AI Chatbot ChatGPT Mirrors Its Users To Appear Intelligent
The artificial intelligence (AI) language model ChatGPT has captured the world’s attention in recent months. This trained computer chatbot can generate text, answer questions, provide translations, and learn based on the user’s feedback. Large language models like ChatGPT may have many applications in science and business, but how much do these tools understand what we say to them and how do they decide what to say back?
In new paper published in Neural Computation, Salk Professor Terrence Sejnowski, author of The Deep Learning Revolution, explores the relationship between the human interviewer and language models to uncover why chatbots respond in particular ways, why those responses vary, and how to improve them in the future.
According to Sejnowski, language models reflect the intelligence and diversity of their interviewer.
“Language models, like ChatGPT, take on personas. The persona of the interviewer is mirrored back,” says Sejnowski, who is also a distinguished professor at UC San Diego and holder of the Francis Crick Chair at Salk. “For example, when I talk to ChatGPT it seems as though another neuroscientist is talking back to me. It’s fascinating and sparks larger questions about intelligence and what ‘artificial’ truly means.”
In the paper, Sejnowski describes testing the large language models GPT-3 (parent of ChatGPT) and LaMDA to see how they would respond to certain prompts. The famous Turing Test is often fed to chatbots to determine how well they exhibit human intelligence, but Sejnowski wanted to prompt the bots with what he calls a “Reverse Turing Test.” In his test, the chatbot must determine how well the interviewer exhibits human intelligence.
Expanding on his notion that chatbots mirror their users, Sejnowski draws a literary comparison: the Mirror of Erised in the first Harry Potter book. The Mirror of Erised reflects the deepest desires of those that look into it, never yielding knowledge or truth, only reflecting what it believes the onlooker wants to see. Chatbots act similarly, Sejnowski says, willing to bend truths with no regard to differentiating fact from fiction—all to effectively reflect the user.

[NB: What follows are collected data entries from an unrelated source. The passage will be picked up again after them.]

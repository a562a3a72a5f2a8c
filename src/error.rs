//! Error types for the co-occurrence pipeline.
//!
//! Only malformed input and caller cancellation are surfaced as errors.
//! Degraded algorithms (eigensolver non-convergence, a failing community
//! strategy) are recovered inside the metrics engine and reported in the
//! [`MetricsSummary`](crate::graph::MetricsSummary) instead.

use thiserror::Error;

/// Top-level error type for graph building, metrics and their collaborators.
#[derive(Debug, Error)]
pub enum GraphError {
    /// Malformed request: empty field selection, unknown column, bad floor.
    #[error("invalid argument: {0}")]
    InvalidArgument(String),

    /// The caller cancelled the computation (or its timeout elapsed).
    #[error("computation cancelled")]
    Cancelled,

    /// I/O error wrapper.
    #[error("io error: {0}")]
    Io(#[from] std::io::Error),

    /// CSV read/write error.
    #[error("csv error: {0}")]
    Csv(#[from] csv::Error),

    /// JSON serialization/deserialization error.
    #[error("json error: {0}")]
    Json(#[from] serde_json::Error),

    /// YAML config parse error.
    #[error("yaml error: {0}")]
    Yaml(#[from] serde_yaml::Error),
}

impl GraphError {
    pub(crate) fn invalid(msg: impl Into<String>) -> Self {
        Self::InvalidArgument(msg.into())
    }
}

/// Result type for co-occurrence graph operations.
pub type Result<T> = std::result::Result<T, GraphError>;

For example, Sejnowski asked GPT-3, “What’s the world record for walking across the English Channel?” and GPT-3 answered, “The world record for walking across the English Channel is 18 hours and 33 minutes.” The truth, that one could not walk across the English Channel, was easily bent by GPT-3 to reflect Sejnowski’s question. The coherency of GPT-3’s answer is completely reliant on the coherency of the question it receives. Suddenly, to GPT-3, walking across water is possible, all because the interviewer used the verb “walking” rather than “swimming.” If instead the user prefaced the question about walking across the English Channel by telling GPT-3 to reply “nonsense” to nonsensical questions, GPT-3 would recognize walking across water as “nonsense.” Both the coherence of the question and the preparation of the question determine GPT-3’s response.

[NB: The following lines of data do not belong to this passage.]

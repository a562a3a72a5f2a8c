//! Display-ready node-link view of a graph.
//!
//! Large graphs are cut down to the top nodes of the report (highest
//! weighted degree first) and the edges among them. Each node carries a
//! color per source field, a size growing with weighted degree and a
//! tooltip title.

use serde::{Deserialize, Serialize};
use std::collections::{HashMap, HashSet};

use crate::graph::models::{CooccurrenceGraph, MetricsReport, NodeMetricsRow};

/// Field colors, assigned in order of first appearance.
pub const FIELD_PALETTE: [&str; 14] = [
    "#e6194b", "#3cb44b", "#ffe119", "#4363d8", "#f58231", "#911eb4", "#46f0f0", "#f032e6",
    "#bcf60c", "#fabebe", "#800000", "#808000", "#00FFFF", "#008080",
];

/// Color for nodes whose field is unknown.
pub const UNKNOWN_COLOR: &str = "#888888";

/// Size of a node without metrics.
pub const BASE_NODE_SIZE: f64 = 8.0;

#[derive(Debug, Clone, PartialEq, Serialize, Deserialize)]
pub struct ViewNode {
    pub id: String,
    pub label: String,
    pub field: String,
    pub color: String,
    pub size: f64,
    /// Tooltip text
    pub title: String,
    pub degree_weighted: Option<f64>,
    pub community: Option<i64>,
}

#[derive(Debug, Clone, PartialEq, Serialize, Deserialize)]
pub struct ViewLink {
    pub source: String,
    pub target: String,
    pub weight: u64,
    pub title: String,
}

/// Node-link graph ready for a force-directed renderer.
#[derive(Debug, Clone, PartialEq, Serialize, Deserialize)]
pub struct GraphView {
    pub directed: bool,
    pub multigraph: bool,
    pub nodes: Vec<ViewNode>,
    pub links: Vec<ViewLink>,
    /// Node count before truncation
    pub total_nodes: usize,
}

impl GraphView {
    /// Build the view. `max_nodes == 0` keeps every node.
    pub fn from_report(graph: &CooccurrenceGraph, report: &MetricsReport, max_nodes: usize) -> Self {
        let total_nodes = graph.node_count();
        let keep: Option<HashSet<&str>> = if max_nodes > 0 && total_nodes > max_nodes {
            Some(
                report
                    .nodes
                    .iter()
                    .take(max_nodes)
                    .map(|r| r.node_id.as_str())
                    .collect(),
            )
        } else {
            None
        };
        let kept = |id: &str| keep.as_ref().map_or(true, |k| k.contains(id));

        let rows: HashMap<&str, &NodeMetricsRow> = report
            .nodes
            .iter()
            .map(|r| (r.node_id.as_str(), r))
            .collect();

        let mut colors: HashMap<&str, &str> = HashMap::new();
        let mut nodes = Vec::new();
        for node in graph.nodes().filter(|n| kept(&n.id)) {
            let color = if node.field.is_empty() {
                UNKNOWN_COLOR
            } else {
                let next = FIELD_PALETTE[colors.len() % FIELD_PALETTE.len()];
                *colors.entry(node.field.as_str()).or_insert(next)
            };

            let (size, title, degree_weighted, community) = match rows.get(node.id.as_str()) {
                Some(row) => (
                    BASE_NODE_SIZE + 4.0 * row.degree_weighted.max(0.0).sqrt(),
                    format!(
                        "{}\nField: {}\nDegree(w): {}\nCommunity: {}",
                        node.label, node.field, row.degree_weighted, row.community
                    ),
                    Some(row.degree_weighted),
                    Some(row.community),
                ),
                None => (
                    BASE_NODE_SIZE,
                    format!("{}\nField: {}", node.label, node.field),
                    None,
                    None,
                ),
            };

            nodes.push(ViewNode {
                id: node.id.clone(),
                label: node.label.clone(),
                field: node.field.clone(),
                color: color.to_string(),
                size,
                title,
                degree_weighted,
                community,
            });
        }

        let links = graph
            .edges()
            .filter(|(a, b, _)| kept(&a.id) && kept(&b.id))
            .map(|(a, b, w)| ViewLink {
                source: a.id.clone(),
                target: b.id.clone(),
                weight: w,
                title: format!("weight: {}", w),
            })
            .collect();

        Self {
            directed: false,
            multigraph: false,
            nodes,
            links,
            total_nodes,
        }
    }

    pub fn is_truncated(&self) -> bool {
        self.nodes.len() < self.total_nodes
    }
}

#[cfg(test)]
mod tests {
    use super::*;
    use crate::graph::engine::compute;
    use crate::graph::models::{FieldValueNode, MetricsOptions};

    fn star() -> CooccurrenceGraph {
        let mut g = CooccurrenceGraph::new();
        g.add_node(FieldValueNode::new("A", "hub"));
        for leaf in ["x", "y", "z"] {
            g.add_node(FieldValueNode::new("B", leaf));
        }
        g.add_cooccurrence("A::hub", "B::x", 4);
        g.add_cooccurrence("A::hub", "B::y", 2);
        g.add_cooccurrence("A::hub", "B::z", 1);
        g
    }

    #[test]
    fn test_full_view() {
        let g = star();
        let report = compute(&g, &MetricsOptions::default()).unwrap();
        let view = GraphView::from_report(&g, &report, 0);

        assert_eq!(view.nodes.len(), 4);
        assert_eq!(view.links.len(), 3);
        assert!(!view.is_truncated());

        let hub = view.nodes.iter().find(|n| n.id == "A::hub").unwrap();
        assert_eq!(hub.color, FIELD_PALETTE[0]);
        // 8 + 4 * sqrt(7)
        assert!((hub.size - (8.0 + 4.0 * 7f64.sqrt())).abs() < 1e-12);
        assert!(hub.title.contains("Degree(w): 7"));

        let leaf = view.nodes.iter().find(|n| n.id == "B::x").unwrap();
        assert_eq!(leaf.color, FIELD_PALETTE[1]);
        assert_eq!(view.links[0].title, "weight: 4");
    }

    #[test]
    fn test_truncated_view_keeps_top_nodes() {
        let g = star();
        let report = compute(&g, &MetricsOptions::default()).unwrap();
        let view = GraphView::from_report(&g, &report, 2);

        let ids: Vec<&str> = view.nodes.iter().map(|n| n.id.as_str()).collect();
        assert_eq!(ids, vec!["A::hub", "B::x"]);
        assert_eq!(view.links.len(), 1);
        assert_eq!(view.total_nodes, 4);
        assert!(view.is_truncated());
    }

    #[test]
    fn test_nodes_without_metrics_use_defaults() {
        let g = star();
        let mut report = compute(&g, &MetricsOptions::default()).unwrap();
        report.nodes.retain(|r| r.node_id != "B::z");
        let view = GraphView::from_report(&g, &report, 0);
        let z = view.nodes.iter().find(|n| n.id == "B::z").unwrap();
        assert_eq!(z.size, BASE_NODE_SIZE);
        assert_eq!(z.community, None);
        assert_eq!(z.title, "z\nField: B");
    }

    #[test]
    fn test_palette_wraps_and_unknown_field() {
        let mut g = CooccurrenceGraph::new();
        for i in 0..15 {
            g.add_node(FieldValueNode::new(&format!("F{}", i), "v"));
        }
        g.add_node(FieldValueNode {
            id: "orphan".into(),
            label: "orphan".into(),
            field: String::new(),
        });
        let report = compute(&g, &MetricsOptions::default()).unwrap();
        let view = GraphView::from_report(&g, &report, 0);
        assert_eq!(view.nodes[14].color, FIELD_PALETTE[0]);
        assert_eq!(view.nodes[15].color, UNKNOWN_COLOR);
    }
}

The Reverse Turing Test allows chatbots to construct their persona in accordance with the intelligence level of their interviewer. Additionally, as a part of their judgement process, chatbots incorporate the opinions of their interviewer into their persona, in turn strengthening the interviewer’s biases with the chatbots’ answers.
Integrating and perpetuating ideas supplied by a human interviewer has its limitations, Sejnowski says. If chatbots receive ideas that are emotional or philosophical, they will respond with answers that are emotional or philosophical—which may come across as frightening or perplexing to users.
“Chatting with language models is like riding a bicycle. Bicycles are a wonderful mode of transportation—if you know how to ride one, otherwise you crash,” says Sejnowski. “The same goes for chatbots. They can be wonderful tools, but only if you know how to use them, otherwise you end up being misled and in potentially emotionally disturbing conversations.”
Sejnowski sees artificial intelligence as the glue between two congruent revolutions: 1) a technological one marked by the advance of language models, and 2) a neuroscientific one marked by the BRAIN Initiative, a National Institutes of Health program accelerating neuroscience research and emphasizing unique approaches to understanding the brain. Scientists are now examining the parallels between the systems of large computer models and neurons that sustain the human brain. Sejnowski is hopeful that computer scientists and mathematicians can use neuroscience to inform their work, and that neuroscientists can use computer science and mathematics to inform theirs.
“We are now at a stage with language models that the Wright brothers were at Kitty Hawk with flight—off the ground, at low speeds,” says Sejnowski. “Getting here was the hard part. Now that we are here, incremental advances will expand and diversify this technology beyond what we can even imagine. The future of our relationship with artificial intelligence and language models is bright, and I’m thrilled to see where AI will take us.”
Sejnowski is the editor-in-chief of Neural Computation.